Cell therapy company raises £68m to go it alone down R&D path

UK cell therapy company ReNeuron has raised £68.4m to advance two of its pipeline programs to regulatory filing stages.

It said the capital would allow it to further develop its core cell-based therapeutic programs, specifically its stroke disability and retinitis pigmentosa (RP) cell therapy products.

The company's stroke therapy is currently in Phase II studies and will advance into a Phase III trial next year. A Phase I trial of the company's RP product will begin this year with the aim of launching a Phase II/III pivotal trial two years from now. ReNeuron plans to be able to file its products for regulatory approval by the end of 2018.

Olav Hellebø, CEO of ReNeuron, told Scrip his company had enough cash now to advance its programs on its own. He said, "The nice thing about this funding round is that we are in control of our own destiny and we can progress our pipeline without being forced to do a deal." He pointed out that having to strike a licensing deal early in development was an issue for start-up biotechs. "They can't afford to take the next steps themselves, so they have to give away rights too early and too cheaply."

ReNeuron's funding, raised via a conditional placing of 1.3 billion shares priced at 5p per share, saw investment from existing and new parties predominantly based in the UK.

Mr Hellebø said that receiving significant investment from UK venture capitalists was important. "We have seen a great boom in biotech funding and in data production in the US, but it hasn't quite happened in the UK yet. We might be a few years behind the States but I think there is an opportunity to replicate that boom in Europe and that would be great," Mr Hellebø said.

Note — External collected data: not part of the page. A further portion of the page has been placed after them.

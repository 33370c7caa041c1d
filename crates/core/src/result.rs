// SPDX-License-Identifier: BUSL-1.1
// Copyright (c) 2026 Alfred Jean LLC

//! The wire-stable result payload returned from `resultOf`.

use crate::fusion::Label;
use crate::inspector::AnomalyEvent;
use crate::job::JobId;
use chrono::{DateTime, Utc};
use serde::{Deserialize, Serialize};
use std::collections::BTreeMap;

fn processed_at_iso8601<S>(epoch_ms: &u64, serializer: S) -> Result<S::Ok, S::Error>
where
    S: serde::Serializer,
{
    let dt = DateTime::<Utc>::from_timestamp_millis(*epoch_ms as i64).unwrap_or_else(Utc::now);
    serializer.serialize_str(&dt.to_rfc3339())
}

fn processed_at_from_iso8601<'de, D>(deserializer: D) -> Result<u64, D::Error>
where
    D: serde::Deserializer<'de>,
{
    let raw = String::deserialize(deserializer)?;
    DateTime::parse_from_rfc3339(&raw)
        .map(|dt| dt.timestamp_millis() as u64)
        .map_err(serde::de::Error::custom)
}

/// Non-score artifacts folded into the result payload's `derived` field.
#[derive(Debug, Clone, Serialize, Deserialize)]
#[serde(rename_all = "camelCase")]
pub struct DerivedSummary {
    pub visual_score: f64,
    #[serde(rename = "videoLength")]
    pub video_length_sec: f64,
    #[serde(rename = "originalVideoLength")]
    pub original_video_length_sec: f64,
    pub transcript_snippet: String,
    pub processing_time_sec: f64,
    pub pipeline_version: String,
}

/// The complete analysis result for one completed job.
#[derive(Debug, Clone, Serialize, Deserialize)]
#[serde(rename_all = "camelCase")]
pub struct AnalysisResult {
    pub job_id: JobId,
    pub label: Label,
    pub confidence: f64,
    /// Sorted by name for stable serialization; a `BTreeMap` keeps this
    /// deterministic without a separate sort step.
    pub per_inspector_scores: BTreeMap<String, f64>,
    /// Ordered by `(timestampSec ascending, module ascending, tag
    /// ascending)`.
    pub events: Vec<AnomalyEvent>,
    pub derived: DerivedSummary,
    #[serde(
        rename = "processedAt",
        serialize_with = "processed_at_iso8601",
        deserialize_with = "processed_at_from_iso8601"
    )]
    pub processed_at_ms: u64,
}

#[cfg(test)]
#[path = "result_tests.rs"]
mod tests;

Cell therapy has seen something of a reboot in recent months. The ReNeuron CEO said this was likely because of solutions in the manufacturing processes. "Cell therapy is starting to get somewhere," he said. "It has a lot of promise but hasn't quite delivered yet. We spent a long time dealing with manufacturing. Trying to manufacture these cells well, so they are of a high quality and a good quantity, has been a struggle for the industry. However, most companies are solving that problem now to a certain degree, including us. For us one of the breakthroughs was that we were able to preserve our cells." Instead of having just eight hours of shelf-life ReNeuron's cells now have a three month shelf-life. "And we will keep building on that," Mr Hellebø said.

Manufacturing is a big deal for the company and ReNeuron is in the process of taking over a manufacturing site in Wales, UK. "The goal for us is not only to take the site over but to make it a real center of excellence for stem cell manufacturing," the firm's CEO said. "It's extremely important to us to have full control of manufacturing, to have it in our own hands."

a growing crowd?

ReNeuron's CEO believes that even as cell therapy becomes a hot R&D space again, his firm can stay differentiated. "There are not many companies dealing with the same indications that we are. The number of players in heart disease directly or looking at spinal conditions, that sort of thing, is much higher."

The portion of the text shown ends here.